- Genre: Comedy Crime
- Screenplay by: Rob Gilmer
- Story by: Dinah Manoff Les Alexander Don Enright Andrew Smith
- Directed by: Paul Schneider
- Starring: Nell Carter Dinah Manoff Joyce Van Patten Garrett Morris Robert Costanzo
- Theme music composer: Johnny Harris
- Country of origin: United States
- Original language: English

Production
- Executive producers: Don Enright Les Alexander Dinah Manoff
- Producers: Don Enright Les Alexander
- Cinematography: David Plenn
- Editor: Mark Westmore
- Running time: 93 min.
- Production companies: Alexander/Enright & Associates Hearst Entertainment Productions

Original release
- Network: NBC
- Release: January 13, 1992

= Maid for Each Other =

Maid for Each Other is a 1992 television film starring Nell Carter and Dinah Manoff. The film was written by Manoff, Robb Gilmer, Les Alexander, Don Enright and Andrew Smith, produced by Enright and Alexander, and directed by Paul Schneider. It has been characterized as a buddy movie.

==Background==
Dinah Manoff had conceived of the film earlier in the 1980s as a potential pilot episode, and was able to produce it after being cast in the series Empty Nest.

==Plot==
Tibby Bloom (Dinah Manoff), a recently widowed Beverly Hills socialite, is left broke and homeless. Seeking refuge at her mother's home, she gains a job as a maid for a Jasmine Jones (Nell Carter), a flamboyant jazz singer. Jones is holding a large party for several important music-industry contacts in advance of her comeback performance at a club in town. However, several of her past maids have quit, and Bloom, who has never worked as a maid, is taken well out of her comfort zone.

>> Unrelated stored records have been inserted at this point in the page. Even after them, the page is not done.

//! Site context consumed by encoders that default or derive fields from the current site.

use tracing::warn;

use crate::error::{CodecError, Result};

/// Log and build the error for an encode refused because of the given reason.
pub(crate) fn refusal(opcode: &'static str, channel_id: u8, reason: &'static str)
    -> CodecError
{
    warn!(opcode, channel_id, reason, "refusing to encode");

    CodecError::DomainValidation {
        opcode,
        reason: reason.to_string(),
    }
}

/// Channel identity entry: the frequency plan used to turn a channel number into RF
/// frequencies.
#[derive(Copy, Clone, Debug, Default, PartialEq)]
#[cfg_attr(feature = "ser", derive(serde::Serialize, serde::Deserialize))]
#[cfg_attr(feature = "ser", serde(default, deny_unknown_fields))]
pub struct IdenEntry {
    /// Channel ID (4 bits) this plan is advertised under.
    pub channel_id: u8,
    /// Base frequency in Hz.
    pub base_frequency: u32,
    /// Spacing between channel numbers in kHz.
    pub ch_space_khz: f32,
    /// Transmit offset from the receive frequency in MHz. Negative offsets transmit below.
    pub tx_offset_mhz: f32,
    /// Channel bandwidth in kHz.
    pub ch_bandwidth_khz: f32,
}

impl IdenEntry {
    /// Whether every part of the frequency plan is filled in.
    pub fn is_complete(&self) -> bool {
        self.base_frequency != 0 && self.ch_space_khz > 0.0 && self.spacing_hz() != 0 &&
            self.tx_offset_mhz != 0.0 && self.ch_bandwidth_khz > 0.0 &&
            self.channel_id >> 4 == 0
    }

    /// Refuse to encode the given opcode unless the plan is complete.
    pub fn validate(&self, opcode: &'static str) -> Result<()> {
        let reason = if self.ch_bandwidth_khz == 0.0 {
            "channel bandwidth is zero"
        } else if !(self.ch_bandwidth_khz > 0.0) {
            "channel bandwidth is negative"
        } else if self.ch_space_khz == 0.0 {
            "channel spacing is zero"
        } else if !(self.ch_space_khz > 0.0) {
            "channel spacing is negative"
        } else if self.spacing_hz() == 0 {
            "channel spacing is below 1 Hz"
        } else if self.tx_offset_mhz == 0.0 {
            "transmit offset is zero"
        } else if self.base_frequency == 0 {
            "base frequency is zero"
        } else if self.channel_id >> 4 != 0 {
            "channel ID exceeds 4 bits"
        } else {
            return Ok(());
        };

        Err(refusal(opcode, self.channel_id, reason))
    }

    /// Channel spacing in Hz.
    pub fn spacing_hz(&self) -> u32 { (self.ch_space_khz * 1000.0) as u32 }

    /// Transmit offset in Hz.
    pub fn tx_offset_hz(&self) -> i64 { (self.tx_offset_mhz as f64 * 1_000_000.0) as i64 }

    /// Receive (downlink) frequency of the given channel number in Hz.
    pub fn rx_frequency(&self, ch_no: u16) -> u32 {
        self.base_frequency + self.spacing_hz() * ch_no as u32
    }

    /// Transmit (uplink) frequency of the given channel number in Hz.
    pub fn tx_frequency(&self, ch_no: u16) -> u32 {
        (self.rx_frequency(ch_no) as i64 + self.tx_offset_hz()) as u32
    }
}

/// Read-only snapshot of the site a message is encoded for.
///
/// Encoders pack the IDs as-is, so they must fit their field widths. `from_toml` checks
/// this and callers building a `SiteData` by hand are expected to do the same.
#[derive(Copy, Clone, Debug, Default, PartialEq)]
#[cfg_attr(feature = "ser", derive(serde::Serialize, serde::Deserialize))]
#[cfg_attr(feature = "ser", serde(default, deny_unknown_fields))]
pub struct SiteData {
    /// Wide area communications network ID (20 bits).
    pub net_id: u32,
    /// System ID (12 bits).
    pub sys_id: u16,
    /// RF subsystem ID.
    pub rfss_id: u8,
    /// Site ID within the RFSS.
    pub site_id: u8,
    /// Location registration area.
    pub lra: u8,
    /// Channel ID (4 bits) of the current site channel.
    pub channel_id: u8,
    /// Channel number (12 bits) of the current site channel.
    pub channel_no: u16,
    /// System service class advertised by the site.
    pub service_class: u8,
    /// Whether the site is connected to the wider network.
    pub net_active: bool,
    /// Frequency plan of the current site channel.
    pub iden: IdenEntry,
}

impl SiteData {
    /// Channel ID to use when the given one is unset (zero).
    pub fn channel_id_or(&self, channel_id: u8) -> u8 {
        if channel_id == 0 { self.channel_id } else { channel_id }
    }

    /// Load a site snapshot from a TOML document. Missing keys keep their defaults, and
    /// IDs too wide for their fields are rejected.
    #[cfg(feature = "config")]
    pub fn from_toml(doc: &str) -> std::result::Result<SiteData, toml::de::Error> {
        use serde::de::Error;

        let site: SiteData = toml::from_str(doc)?;

        match site.overflow() {
            Some(field) => Err(toml::de::Error::custom(format!("{} out of range", field))),
            None => Ok(site),
        }
    }

    /// Name of the first ID that doesn't fit its field width, if any.
    pub fn overflow(&self) -> Option<&'static str> {
        if self.net_id >> 20 != 0 {
            Some("net_id")
        } else if self.sys_id >> 12 != 0 {
            Some("sys_id")
        } else if self.channel_id >> 4 != 0 {
            Some("channel_id")
        } else if self.channel_no >> 12 != 0 {
            Some("channel_no")
        } else if self.iden.channel_id >> 4 != 0 {
            Some("iden.channel_id")
        } else {
            None
        }
    }
}

#[cfg(test)]
mod test {
    use super::*;

    fn plan() -> IdenEntry {
        IdenEntry {
            channel_id: 1,
            base_frequency: 851_006_250,
            ch_space_khz: 12.5,
            tx_offset_mhz: -45.0,
            ch_bandwidth_khz: 12.5,
        }
    }

    #[test]
    fn test_frequencies() {
        let p = plan();

        assert!(p.is_complete());
        assert_eq!(p.spacing_hz(), 12_500);
        assert_eq!(p.tx_offset_hz(), -45_000_000);
        assert_eq!(p.rx_frequency(10), 851_131_250);
        assert_eq!(p.tx_frequency(10), 806_131_250);
    }

    #[test]
    fn test_validate() {
        assert!(plan().validate("OSP_IDEN_UP").is_ok());

        let p = IdenEntry { ch_space_khz: 0.0, ..plan() };
        assert!(!p.is_complete());

        match p.validate("OSP_IDEN_UP") {
            Err(CodecError::DomainValidation { opcode, reason }) => {
                assert_eq!(opcode, "OSP_IDEN_UP");
                assert_eq!(reason, "channel spacing is zero");
            },
            _ => panic!(),
        }
    }

    #[test]
    fn test_validate_bad_values() {
        let cases = [
            (IdenEntry { ch_bandwidth_khz: -12.5, ..plan() }, "channel bandwidth is negative"),
            (IdenEntry { ch_space_khz: -12.5, ..plan() }, "channel spacing is negative"),
            (IdenEntry { ch_space_khz: 0.0005, ..plan() }, "channel spacing is below 1 Hz"),
            (IdenEntry { channel_id: 16, ..plan() }, "channel ID exceeds 4 bits"),
        ];

        for (p, want) in cases.iter() {
            assert!(!p.is_complete());

            match p.validate("OSP_SNDCP_CH_GNT") {
                Err(CodecError::DomainValidation { reason, .. }) => assert_eq!(reason, *want),
                _ => panic!(),
            }
        }
    }

    #[test]
    fn test_overflow() {
        let site = SiteData { channel_id: 15, channel_no: 0xFFF, ..SiteData::default() };
        assert_eq!(site.overflow(), None);

        assert_eq!(SiteData { channel_id: 16, ..site }.overflow(), Some("channel_id"));
        assert_eq!(SiteData { sys_id: 0x1000, ..site }.overflow(), Some("sys_id"));
    }

    #[test]
    fn test_channel_default() {
        let site = SiteData { channel_id: 3, ..SiteData::default() };

        assert_eq!(site.channel_id_or(0), 3);
        assert_eq!(site.channel_id_or(5), 5);
    }

    #[cfg(feature = "config")]
    #[test]
    fn test_from_toml() {
        let site = SiteData::from_toml(r#"
            net_id = 0xBB800
            sys_id = 0x001
            rfss_id = 2
            site_id = 3
            channel_id = 1
            channel_no = 100
            net_active = true

            [iden]
            channel_id = 1
            base_frequency = 851006250
            ch_space_khz = 12.5
            tx_offset_mhz = -45.0
            ch_bandwidth_khz = 12.5
        "#).unwrap();

        assert_eq!(site.net_id, 0xBB800);
        assert_eq!(site.site_id, 3);
        assert!(site.net_active);
        assert_eq!(site.lra, 0);
        assert_eq!(site.iden, plan());

        assert!(SiteData::from_toml("bogus = 1").is_err());
    }

    #[cfg(feature = "config")]
    #[test]
    fn test_from_toml_range() {
        for doc in &["channel_id = 16", "channel_no = 0x1000", "sys_id = 0x1000",
                     "net_id = 0x100000", "[iden]\nchannel_id = 16"]
        {
            assert!(SiteData::from_toml(doc).is_err(), "{}", doc);
        }

        let site = SiteData::from_toml("channel_id = 15\nchannel_no = 0xFFF").unwrap();
        assert_eq!(site.overflow(), None);
    }
}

The two women form an unlikely bond but soon find themselves neck deep in mayhem and trouble when Bloom finds the body of Jones' ex-husband in a closet. They must keep the police off their trail, prevent Jones from becoming the suspect, and solve the murder.

== Soundtrack ==
The song "Bad Case of You," which Nell Carter performs in the movie, is not available in any other form apart from in this movie.

==Critical reception==
The film received mixed reviews. The Los Angeles Times, while writing that the actors had good chemistry, criticized the "hoary plotting." The Chicago Tribune compared it, somewhat unfavorably, to Ally Sheedy vehicle Maid to Order, but noted the film's potential as a longer series.